A few weeks ago I sent nail clippings to one of mum’s friends who is a naturopath. She analysed my nails and last Friday, I received her findings and recommendations. I must admit I find all these alternative therapies fascinating: how you can find out so much from hair or nails is unbelievable. It was good to see that much of what she found correlated with what my Doctor has been telling me but also sad that after six months so much is still wrong with my body.
Now, if you’re squeamish, I feel I need to provide you with a warning for this next part! One of the findings was that my colon is: “not right at all.” Great. I have an overgrowth of the wrong bugs and bacteria which is known to be a trigger for auto-immune issues. The recommendation for this is a faecal transplant. Yes. A poo transplant. I’ll let you take a minute to digest that!…….
Dad and I Googled straight away because that’s what we do these days right?! We then discovered that patients go through a colonic type procedure and they then take a stool sample from preferably a family member, and transplant that to you so that you are replenished with a healthier sample. OH MY GOOD GOD! WHO THOUGHT OF THIS??!! NO WAY IS THIS EVER HAPPENING TO ME! But as you can see from some of the Google images that come up when you search ‘faecal transplant’ the people look oddly thrilled about the situation….you can even DIY at home….good lord!
The poo emoji was then used in several texts that I sent to friends, using the story as yet another insight of the hilarity that my life has now become! However, as for finding my own sunshine, a very close friend spontaneously popped in that evening who I hadn’t yet told my daily story to. With my family all around, we quite cruelly led her down the garden path and once the story had been told, asked her if she would be willing to be my poo donor! Without even a second’s doubt she said yes! And she was serious because she would do anything to help me get better – that everyone, is what you call a good ‘un!

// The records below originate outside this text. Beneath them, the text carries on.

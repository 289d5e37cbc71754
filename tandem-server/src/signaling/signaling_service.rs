use crate::config::ServerConfig;
use crate::room::RoomManager;
use crate::signaling::SignalingOutput;
use async_trait::async_trait;
use axum::extract::ws::Message;
use dashmap::DashMap;
use std::sync::Arc;
use tandem_core::{ConnectionId, IceServerConfig, SignalMessage};
use tokio::sync::mpsc;
use tracing::{debug, error, warn};

/// Write halves of every open client socket.
#[derive(Default)]
pub struct ConnectionRegistry {
    connections: DashMap<ConnectionId, mpsc::UnboundedSender<Message>>,
}

impl ConnectionRegistry {
    pub fn add(&self, connection_id: ConnectionId, tx: mpsc::UnboundedSender<Message>) {
        self.connections.insert(connection_id, tx);
    }

    pub fn remove(&self, connection_id: &ConnectionId) {
        self.connections.remove(connection_id);
    }

    pub fn len(&self) -> usize {
        self.connections.len()
    }

    pub fn is_empty(&self) -> bool {
        self.connections.is_empty()
    }

    fn send_text(&self, connection_id: ConnectionId, text: String) {
        if let Some(conn) = self.connections.get(&connection_id) {
            if let Err(e) = conn.send(Message::Text(text.into())) {
                error!("Failed to send WS message to {}: {:?}", connection_id, e);
            }
        } else {
            warn!(
                "Attempted to send signal to disconnected connection {}",
                connection_id
            );
        }
    }
}

#[async_trait]
impl SignalingOutput for ConnectionRegistry {
    async fn send_signal(&self, connection_id: ConnectionId, msg: SignalMessage) {
        match serde_json::to_string(&msg) {
            Ok(json) => self.send_text(connection_id, json),
            Err(e) => error!("Failed to serialize signal message: {}", e),
        }
    }

    async fn forward_frame(&self, connection_id: ConnectionId, frame: String) {
        self.send_text(connection_id, frame);
    }

    fn is_connected(&self, connection_id: &ConnectionId) -> bool {
        self.connections.contains_key(connection_id)
    }
}

struct SignalingInner {
    connections: Arc<ConnectionRegistry>,
    ice_servers: Vec<IceServerConfig>,
}

/// Shared state of the relay: open sockets, rooms, and the ICE servers handed to
/// every client on connect.
#[derive(Clone)]
pub struct SignalingService {
    inner: Arc<SignalingInner>,
    rooms: RoomManager,
}

impl SignalingService {
    pub fn new(ice_servers: Vec<IceServerConfig>, room_queue: usize) -> Self {
        let connections = Arc::new(ConnectionRegistry::default());
        let rooms = RoomManager::new(connections.clone(), room_queue);

        Self {
            inner: Arc::new(SignalingInner {
                connections,
                ice_servers,
            }),
            rooms,
        }
    }

    pub fn from_config(config: &ServerConfig) -> Self {
        Self::new(config.ice_servers(), config.room_queue)
    }

    pub fn rooms(&self) -> &RoomManager {
        &self.rooms
    }

    pub fn get_ice_servers(&self) -> Vec<IceServerConfig> {
        self.inner.ice_servers.clone()
    }

    pub fn connection_count(&self) -> usize {
        self.inner.connections.len()
    }

    /// Registers a freshly accepted socket and sends it the ICE server list.
    pub async fn add_connection(&self, connection_id: ConnectionId, tx: mpsc::UnboundedSender<Message>) {
        self.inner.connections.add(connection_id, tx);
        let msg = SignalMessage::IceServers {
            ice_servers: self.get_ice_servers(),
        };
        self.inner.connections.send_signal(connection_id, msg).await;
    }

    /// Unregisters the socket and releases whatever room slot it held.
    pub async fn remove_connection(&self, connection_id: ConnectionId) {
        // Unregister first: a join still queued in a room is then refused instead
        // of admitting a connection nobody will ever clean up.
        self.inner.connections.remove(&connection_id);
        self.rooms.disconnect(connection_id).await;
    }

    pub async fn send_signal(&self, connection_id: ConnectionId, msg: SignalMessage) {
        self.inner.connections.send_signal(connection_id, msg).await;
    }

    /// Handles one text frame received from `connection_id`.
    ///
    /// Offers, answers and candidates are relayed as the original text so their
    /// payload reaches the peer byte for byte.
    pub async fn dispatch(&self, connection_id: ConnectionId, text: &str) {
        let signal = match serde_json::from_str::<SignalMessage>(text) {
            Ok(signal) => signal,
            Err(e) => {
                warn!("Invalid SignalMessage from {}: {:?}", connection_id, e);
                return;
            }
        };
        debug!(connection = %connection_id, kind = signal.kind(), "Signal received");

        match signal {
            SignalMessage::Join { room_id } => {
                let outcome = self.rooms.join(connection_id, room_id.clone()).await;
                self.send_signal(connection_id, outcome.into_message(room_id))
                    .await;
            }
            SignalMessage::Leave { room_id } => {
                self.rooms.leave(connection_id, &room_id).await;
            }
            SignalMessage::Offer { room_id, .. }
            | SignalMessage::Answer { room_id, .. }
            | SignalMessage::Candidate { room_id, .. } => {
                self.rooms
                    .relay(&room_id, connection_id, text.to_owned())
                    .await;
            }
            other => {
                warn!(
                    "Unexpected '{}' message from client {}, ignoring",
                    other.kind(),
                    connection_id
                );
            }
        }
    }
}
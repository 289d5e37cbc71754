use tandem_core::{RoomId, SignalMessage};
use tracing::{info, warn};

use super::{NegotiationSession, NegotiationState, Role, SessionNegotiator};
use crate::collaborators::LocalMedia;
use crate::error::{NegotiationError, NegotiationStep};
use crate::transport::SdpKind;

impl SessionNegotiator {
    /// Asks the relay to admit this peer into `room_id`.
    ///
    /// Local media is acquired first; if that fails no join is sent.
    pub async fn request_join(&mut self, room_id: RoomId) -> Result<(), NegotiationError> {
        if let Some(current) = self.state.room_id() {
            return Err(NegotiationError::Busy {
                room_id: current.clone(),
            });
        }

        if self.local_media.is_none() {
            match self.collaborators.capture.acquire_local_media().await {
                Ok(media) => {
                    info!("Acquired local media {}", media.id);
                    self.local_media = Some(media);
                }
                Err(e) => {
                    let err = NegotiationError::from(e);
                    warn!("Cannot join {}: {}", room_id, err);
                    self.collaborators.observer.on_call_failed(&err).await;
                    return Err(err);
                }
            }
        }

        self.candidates.reset();
        self.remote_media = None;
        self.outbound.send(SignalMessage::Join {
            room_id: room_id.clone(),
        })?;
        info!("Requested to join room {}", room_id);
        self.transition(NegotiationState::AwaitingAdmission { room_id });
        Ok(())
    }

    /// Relay admitted us. The room creator answers, the second peer offers.
    pub(super) async fn on_admitted(&mut self, room_id: RoomId, role: Role) {
        if !matches!(&self.state, NegotiationState::AwaitingAdmission { room_id: r } if *r == room_id)
        {
            warn!(
                "Ignoring admission to {} while {}",
                room_id,
                self.state.name()
            );
            return;
        }

        if let Err(err) = self.open_session(&room_id, role).await {
            self.fail(err).await;
            return;
        }

        match role {
            Role::Answerer => {
                info!("Created room {}, waiting for an offer", room_id);
                self.transition(NegotiationState::Answering { room_id });
            }
            Role::Offerer => {
                info!("Joined room {}, sending offer", room_id);
                self.transition(NegotiationState::Offering {
                    room_id: room_id.clone(),
                });
                if let Err(err) = self.send_offer(room_id).await {
                    self.fail(err).await;
                }
            }
            Role::Unassigned => {}
        }
    }

    pub(super) async fn on_room_full(&mut self, room_id: RoomId) {
        if !matches!(&self.state, NegotiationState::AwaitingAdmission { room_id: r } if *r == room_id)
        {
            warn!("Ignoring room-full for {} while {}", room_id, self.state.name());
            return;
        }
        info!("Room {} is full", room_id);
        self.transition(NegotiationState::Idle);
        self.collaborators.observer.on_room_full(room_id).await;
    }

    async fn open_session(&mut self, room_id: &RoomId, role: Role) -> Result<(), NegotiationError> {
        let call_id = self.allocate_call_id();
        let local_media = self
            .local_media
            .clone()
            .unwrap_or_else(LocalMedia::receive_only);
        let transport = self
            .collaborators
            .transports
            .create(call_id, &self.ice_servers, &local_media, self.event_tx.clone())
            .await
            .map_err(|e| NegotiationError::transport(NegotiationStep::CreatePeerConnection, e))?;

        info!("Opened {} for room {} as {:?}", call_id, room_id, role);
        self.session = Some(NegotiationSession {
            call_id,
            role,
            transport,
            deadline: None,
        });
        Ok(())
    }

    async fn send_offer(&mut self, room_id: RoomId) -> Result<(), NegotiationError> {
        let Some(session) = self.session.as_ref() else {
            return Ok(());
        };
        let sdp = session
            .transport
            .create_offer()
            .await
            .map_err(|e| NegotiationError::transport(NegotiationStep::CreateOffer, e))?;
        session
            .transport
            .set_local_description(SdpKind::Offer, sdp.clone())
            .await
            .map_err(|e| NegotiationError::transport(NegotiationStep::SetLocalDescription, e))?;
        self.send(SignalMessage::Offer { sdp, room_id });
        self.arm_deadline();
        Ok(())
    }
}
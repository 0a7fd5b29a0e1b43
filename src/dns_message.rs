use crate::{DnsError, DnsHeader, DnsQuestion, DnsRecord};
use fixed_buffer::FixedBuf;

/// A full DNS message: header plus the four ordered sections. This is the
/// unit the codec produces and the cache stores.
///
/// All numeric fields are host order in memory; byte order is applied exactly
/// once in each direction, at `parse` and `write`.
#[derive(Clone, Debug, Eq, PartialEq)]
pub struct DnsMessage {
    pub header: DnsHeader,
    pub questions: Vec<DnsQuestion>,
    pub answers: Vec<DnsRecord>,
    /// The authority section.
    pub name_servers: Vec<DnsRecord>,
    pub additional: Vec<DnsRecord>,
}
impl DnsMessage {
    /// Decodes one message from `buf`, reading the sections in wire order
    /// with the lengths the header counts dictate.
    ///
    /// # Errors
    /// Returns [`DnsError::MalformedMessage`] when any read would overrun the
    /// buffer: a short header, a section count requiring more bytes than
    /// remain, a name whose label run never terminates, or `rdata` shorter
    /// than its declared length.
    pub fn parse<const N: usize>(buf: &mut FixedBuf<N>) -> Result<Self, DnsError> {
        let header = DnsHeader::parse(buf)?;
        let mut questions = Vec::with_capacity(header.question_count as usize);
        for _ in 0..header.question_count {
            questions.push(DnsQuestion::read(buf)?);
        }
        let answers = read_records(buf, header.answer_count)?;
        let name_servers = read_records(buf, header.name_server_count)?;
        let additional = read_records(buf, header.additional_count)?;
        Ok(Self {
            header,
            questions,
            answers,
            name_servers,
            additional,
        })
    }

    /// Serializes the message into `out`, sized to the exact wire length with
    /// no trailing padding.
    ///
    /// Section counts are re-derived from the vector lengths before the
    /// header goes out, so a message whose sections were edited (the cache
    /// does this when records expire) still encodes consistently.
    ///
    /// # Errors
    /// Returns [`DnsError::ResponseBufferFull`] when `out` has no room, or
    /// [`DnsError::MalformedMessage`] when a section holds more than
    /// `u16::MAX` items.
    pub fn write<const N: usize>(&self, out: &mut FixedBuf<N>) -> Result<(), DnsError> {
        let mut header = self.header.clone();
        header.question_count = section_count(self.questions.len())?;
        header.answer_count = section_count(self.answers.len())?;
        header.name_server_count = section_count(self.name_servers.len())?;
        header.additional_count = section_count(self.additional.len())?;
        header.write(out)?;
        for question in &self.questions {
            question.write(out)?;
        }
        for record in self
            .answers
            .iter()
            .chain(self.name_servers.iter())
            .chain(self.additional.iter())
        {
            record.write(out)?;
        }
        Ok(())
    }

    /// Octets `write` would produce. Callers use this to pre-size buffers.
    #[must_use]
    pub fn encoded_len(&self) -> usize {
        let mut size = DnsHeader::LEN;
        for question in &self.questions {
            size += question.encoded_len();
        }
        for record in self
            .answers
            .iter()
            .chain(self.name_servers.iter())
            .chain(self.additional.iter())
        {
            size += record.encoded_len();
        }
        size
    }
}

fn read_records<const N: usize>(
    buf: &mut FixedBuf<N>,
    count: u16,
) -> Result<Vec<DnsRecord>, DnsError> {
    let mut records = Vec::with_capacity(count as usize);
    for _ in 0..count {
        records.push(DnsRecord::read(buf)?);
    }
    Ok(records)
}

fn section_count(len: usize) -> Result<u16, DnsError> {
    u16::try_from(len).map_err(|_| DnsError::MalformedMessage)
}
use crate::{read_u16_be, read_u32_be, read_vec, write_bytes, write_u16_be, write_u32_be};
use crate::{DnsClass, DnsError, DnsName, DnsType};
use fixed_buffer::FixedBuf;

/// Wire size of the fixed portion after the name: type (2) + class (2) +
/// ttl (4) + data length (2). Serialized back to back, never padded.
const FIXED_TAIL_LEN: usize = 10;

/// A resource record with opaque payload. The forwarder never looks inside
/// `rdata`; it relays and caches whatever the upstream produced.
#[derive(Clone, Debug, Eq, Hash, PartialEq)]
pub struct DnsRecord {
    pub name: DnsName,
    pub typ: DnsType,
    pub class: DnsClass,
    /// Remaining validity in seconds, host order while resident so the cache
    /// can do arithmetic on it. `write` reapplies network order.
    pub ttl: u32,
    pub rdata: Vec<u8>,
}
impl DnsRecord {
    /// # Errors
    /// Returns [`DnsError::MalformedMessage`] when `buf` runs out before the
    /// record (including its `rdata`) does.
    pub fn read<const N: usize>(buf: &mut FixedBuf<N>) -> Result<Self, DnsError> {
        let name = DnsName::read(buf)?;
        let typ = DnsType::new(read_u16_be(buf)?);
        let class = DnsClass::new(read_u16_be(buf)?);
        let ttl = read_u32_be(buf)?;
        let data_len = read_u16_be(buf)? as usize;
        let rdata = read_vec(buf, data_len)?;
        Ok(Self {
            name,
            typ,
            class,
            ttl,
            rdata,
        })
    }

    /// # Errors
    /// Returns [`DnsError::ResponseBufferFull`] when `out` has no room or
    /// `rdata` exceeds what a 16-bit length can describe.
    pub fn write<const N: usize>(&self, out: &mut FixedBuf<N>) -> Result<(), DnsError> {
        self.name.write(out)?;
        write_u16_be(out, self.typ.num())?;
        write_u16_be(out, self.class.num())?;
        write_u32_be(out, self.ttl)?;
        let data_len = u16::try_from(self.rdata.len()).map_err(|_| DnsError::ResponseBufferFull)?;
        write_u16_be(out, data_len)?;
        write_bytes(out, &self.rdata)
    }

    /// Octets `write` would produce.
    #[must_use]
    pub fn encoded_len(&self) -> usize {
        self.name.len() + FIXED_TAIL_LEN + self.rdata.len()
    }
}
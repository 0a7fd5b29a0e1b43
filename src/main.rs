use clap::Parser;
use dns_proxy::{serve_udp, DnsCache};
use log::{error, info};
use permit::Permit;
use std::io::Read;
use std::net::{SocketAddr, UdpSocket};
use std::sync::Arc;
use std::time::Duration;

/// Caching DNS forwarder: answers from its in-memory cache and forwards
/// misses to the configured upstream resolver.
#[derive(Debug, Parser)]
#[command(name = "dns-proxy", version, about)]
struct Args {
    /// Address and port to listen on.
    #[arg(long, default_value = "0.0.0.0:53")]
    listen: SocketAddr,
    /// Upstream resolver to forward cache misses to.
    #[arg(long, default_value = "5.3.3.3:53")]
    upstream: SocketAddr,
    /// Seconds to wait for an upstream reply.
    #[arg(long, default_value_t = 2)]
    upstream_timeout: u64,
}

fn main() {
    env_logger::init();
    let args = Args::parse();
    let sock = match UdpSocket::bind(args.listen) {
        Ok(sock) => Arc::new(sock),
        Err(e) => {
            error!("error binding {}: {}", args.listen, e);
            std::process::exit(1);
        }
    };
    let cache = Arc::new(DnsCache::new());
    let permit = Permit::new();

    // serve_udp runs its own worker pool (accept task, janitor task, and
    // per-request tasks) and blocks until shutdown drains it.
    let serve_permit = permit.new_sub();
    let serve_sock = Arc::clone(&sock);
    let serve_cache = Arc::clone(&cache);
    let upstream = args.upstream;
    let upstream_timeout = Duration::from_secs(args.upstream_timeout);
    let serve_handle = std::thread::spawn(move || {
        if let Err(e) = serve_udp(
            &serve_permit,
            &serve_sock,
            &serve_cache,
            upstream,
            upstream_timeout,
        ) {
            error!("server stopped: {}", e);
            std::process::exit(1);
        }
    });

    // Shutdown trigger: a supervisor (or a terminal EOF) closes stdin.
    // Installing process signal handlers is left to whatever wraps this
    // binary.
    while std::io::stdin()
        .read(&mut [0_u8])
        .map(|n| n > 0)
        .unwrap_or(false)
    {}
    info!("shutting down");
    permit.revoke();
    cache.wake_janitor();
    let _ = serve_handle.join();
}
//! The numeric code fields of the wire format.
//!
//! A forwarder never acts on these values, it relays them. Every field
//! therefore gets the same treatment: named variants for the values worth
//! reading in a debug log, and an `Other` catch-all that carries anything
//! else through unchanged, so unknown codes round-trip bit for bit. One
//! macro stamps out the lot.

macro_rules! wire_code {
    (
        $(#[$meta:meta])*
        $name:ident($int:ty) {
            $(
                $(#[$variant_meta:meta])*
                $variant:ident = $num:literal,
            )*
        }
    ) => {
        $(#[$meta])*
        #[derive(Clone, Copy, Debug, Eq, Hash, PartialEq)]
        pub enum $name {
            $(
                $(#[$variant_meta])*
                $variant,
            )*
            /// Any other value, relayed unchanged.
            Other($int),
        }
        impl $name {
            #[must_use]
            pub fn new(value: $int) -> Self {
                match value {
                    $($num => $name::$variant,)*
                    other => $name::Other(other),
                }
            }

            #[must_use]
            pub fn num(&self) -> $int {
                match self {
                    $($name::$variant => $num,)*
                    $name::Other(other) => *other,
                }
            }
        }
    };
}

wire_code! {
    /// Header opcode, 4 bits: the kind of query, set by the originator and
    /// copied into the response.
    ///
    /// <https://datatracker.ietf.org/doc/html/rfc1035#section-4.1.1>
    DnsOpCode(u8) {
        Query = 0,
        InverseQuery = 1,
        Status = 2,
    }
}

wire_code! {
    /// Header response code, 4 bits: how the responding server fared.
    ///
    /// <https://datatracker.ietf.org/doc/html/rfc1035#section-4.1.1>
    DnsResponseCode(u8) {
        NoError = 0,
        FormatError = 1,
        ServerFailure = 2,
        NameError = 3,
        NotImplemented = 4,
        Refused = 5,
    }
}

wire_code! {
    /// Record and question type, 16 bits.
    ///
    /// <https://datatracker.ietf.org/doc/html/rfc1035#section-3.2.2> and
    /// <https://datatracker.ietf.org/doc/html/rfc3596#section-2> (AAAA).
    DnsType(u16) {
        /// IPv4 address
        A = 1,
        /// Authoritative name server
        NS = 2,
        /// The canonical name for an alias
        CNAME = 5,
        /// Marks the start of a zone of authority
        SOA = 6,
        /// Domain name pointer
        PTR = 12,
        /// Mail exchange
        MX = 15,
        /// Text string
        TXT = 16,
        /// IPv6 address
        AAAA = 28,
    }
}

wire_code! {
    /// Record and question class, 16 bits. Internet is the only one seen in
    /// practice.
    ///
    /// <https://datatracker.ietf.org/doc/html/rfc1035#section-3.2.4>
    DnsClass(u16) {
        Internet = 1,
        Chaos = 3,
        Hesiod = 4,
        Any = 255,
    }
}

#[cfg(test)]
mod tests {
    use super::*;

    #[test]
    fn test_known_values() {
        assert_eq!(DnsOpCode::Query, DnsOpCode::new(0));
        assert_eq!(2, DnsOpCode::Status.num());
        assert_eq!(DnsResponseCode::NameError, DnsResponseCode::new(3));
        assert_eq!(5, DnsResponseCode::Refused.num());
        assert_eq!(DnsType::AAAA, DnsType::new(28));
        assert_eq!(16, DnsType::TXT.num());
        assert_eq!(DnsClass::Any, DnsClass::new(255));
        assert_eq!(1, DnsClass::Internet.num());
    }

    #[test]
    fn test_unknown_values_round_trip() {
        for value in [3_u8, 7, 15] {
            assert_eq!(value, DnsOpCode::new(value).num());
        }
        for value in [6_u8, 11, 15] {
            assert_eq!(value, DnsResponseCode::new(value).num());
        }
        for value in [0_u16, 64, 257, u16::MAX] {
            assert_eq!(value, DnsType::new(value).num());
            assert_eq!(value, DnsClass::new(value).num());
        }
        assert_eq!(DnsType::Other(64), DnsType::new(64));
        assert_eq!(DnsClass::Other(2), DnsClass::new(2));
    }
}
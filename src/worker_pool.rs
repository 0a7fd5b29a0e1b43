use std::sync::mpsc::{self, Receiver, Sender};
use std::sync::{Arc, Mutex, PoisonError};
use std::thread::JoinHandle;

type Job = Box<dyn FnOnce() + Send + 'static>;

/// A fixed pool of worker threads fed from one queue.
///
/// Everything the dispatcher runs — the accept loop, the janitor, and each
/// per-request job — is posted here, so the number of threads is capped at
/// construction time no matter how fast datagrams arrive. The queue itself is
/// unbounded; a burst of requests waits its turn instead of growing the
/// thread count.
pub struct WorkerPool {
    sender: Sender<Job>,
    workers: Vec<JoinHandle<()>>,
}

impl WorkerPool {
    #[must_use]
    pub fn new(size: usize) -> Self {
        let (sender, receiver) = mpsc::channel::<Job>();
        let receiver = Arc::new(Mutex::new(receiver));
        let mut workers = Vec::with_capacity(size);
        for _ in 0..size {
            let receiver = Arc::clone(&receiver);
            workers.push(std::thread::spawn(move || run_worker(&receiver)));
        }
        Self { sender, workers }
    }

    /// Queues `job` to run on the next free worker thread.
    pub fn post(&self, job: impl FnOnce() + Send + 'static) {
        // Send fails only after the queue has been closed by `join`.
        let _ = self.sender.send(Box::new(job));
    }

    /// Returns a posting handle that outlives borrows of the pool, so a job
    /// running inside the pool can queue further jobs.
    #[must_use]
    pub fn handle(&self) -> PoolHandle {
        PoolHandle {
            sender: self.sender.clone(),
        }
    }

    /// Closes the queue and joins every worker. Returns once all queued and
    /// running jobs have finished and every [`PoolHandle`] is dropped.
    pub fn join(self) {
        drop(self.sender);
        for worker in self.workers {
            let _ = worker.join();
        }
    }
}

/// A cloneable posting end of a [`WorkerPool`] queue.
#[derive(Clone)]
pub struct PoolHandle {
    sender: Sender<Job>,
}

impl PoolHandle {
    pub fn post(&self, job: impl FnOnce() + Send + 'static) {
        let _ = self.sender.send(Box::new(job));
    }
}

fn run_worker(receiver: &Arc<Mutex<Receiver<Job>>>) {
    loop {
        // Take the next job with the lock held, run it with the lock
        // released so the other workers keep draining the queue.
        let message = {
            let receiver = receiver.lock().unwrap_or_else(PoisonError::into_inner);
            receiver.recv()
        };
        match message {
            Ok(job) => job(),
            // Every sender is gone and the queue is drained.
            Err(_) => break,
        }
    }
}
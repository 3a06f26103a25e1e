use roster_model::UserId;

pub const DELETE_TITLE: &str = "Delete User";
pub const DELETE_MESSAGE: &str =
    "Are you sure you want to delete this user? This action cannot be undone.";

/// Pending delete, shown as a modal until confirmed or cancelled.
#[derive(Debug, Clone, Copy, Default, PartialEq, Eq)]
pub struct DeleteConfirmation {
    pub show: bool,
    pub target_id: Option<UserId>,
}

impl DeleteConfirmation {
    pub fn request(&mut self, id: UserId) {
        self.show = true;
        self.target_id = Some(id);
    }

    pub fn cancel(&mut self) {
        *self = Self::default();
    }

    /// Close the dialog and hand back the target, if any.
    pub fn take(&mut self) -> Option<UserId> {
        let target = if self.show { self.target_id } else { None };
        *self = Self::default();
        target
    }
}

#[cfg(test)]
mod tests {
    use super::*;

    #[test]
    fn request_then_take_clears_state() {
        let mut confirm = DeleteConfirmation::default();
        confirm.request(UserId(7));
        assert_eq!(
            confirm,
            DeleteConfirmation {
                show: true,
                target_id: Some(UserId(7))
            }
        );
        assert_eq!(confirm.take(), Some(UserId(7)));
        assert_eq!(confirm, DeleteConfirmation::default());
        assert_eq!(confirm.take(), None);
    }

    #[test]
    fn cancel_forgets_target() {
        let mut confirm = DeleteConfirmation::default();
        confirm.request(UserId(2));
        confirm.cancel();
        assert_eq!(confirm.take(), None);
    }
}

Of course we then shared that we were joking and that I would never ask her to do something like that but my goodness, what a little treasure she is!
We decided that at my doctor’s appointment on Monday, I should take the list of recommendations from the naturopath and discuss with the Doctor which suggestions she thought were worth giving a go. I know it’s cynical but some doctors are known to ( excuse the pun) poo poo alternative therapies. However, once again, my brilliant GP said to give it all a go, order all the suggested herbs and medicines because, they can’t hurt to try plus she agreed that the analysis was very thorough. I then broached the poo issue: “I think I know what you’ll say but what about the faecal transplant?!” And, being dead pan, she said that actually it really is proven to help. They don’t transplant the actual stool sample, they harvest from a healthy sample the good bacteria that my body is lacking and transplant that! Phew – now it sounded much better than what we had all imagined in our heads. So ladies and gentlemen, I haven’t decided yet but I am giving it some serious thought! This is what my life is as I approach my thirties – sleep, drugs and poo transplants!
In other news, I saw a quote earlier this week that really resonated with me.
It goes back to ‘it’s okay not to be okay’ but in reality, when in social situations it’s harder to be honest than we may think. However, this can be to our detriment because it then gives people a false sense of what’s really going on. When I see my friends, I want to enjoy that time, I don’t want to express the pain I’m in and constantly talk about what’s going on. Not only would it become boring for them but I fear that I then could quite quickly become depressed. I have to put on a happy demeanour for the majority of the time because it helps me cope with my life as it is at the moment.
There have been times recently where I have been made to doubt myself, that I’ve not been there for friends since becoming ill. I feel like I’m living in a world where I’m overwhelmed with dealing with what’s going on with me but I thought that had made me even more conscious to make an effort with the people I love. Thankfully, I have been reassured that I haven’t changed (apart from the obvious!) and that I have managed to maintain the friendships with the people who love and accept me for the person I am regardless of my current limitations.
Sadly, it just seems that with hidden illness comes the reliance that people around you will take time to find out about what you are going through and trust that what you tell them about how you feel, they believe. I simply don’t have the energy to deal with negativity,: it’s draining and makes my symptoms so much worse.
I can only imagine how hard it is for others. As much as I get frustrated, I am well aware that I must frustrate people too; trying to spend time with someone who can’t be in a noisy, brightly lit environment must get annoying but also having plans that have to be altered or cancelled because I simply don’t have the ‘spoons’ must be hard too.
Time is precious to every single person on this planet: people are busy with their own lives and their own problems. I’d just like to say once again how appreciative I am to my nearest and dearest for bearing with me and helping me through each day. Your understanding and time is never taken for granted.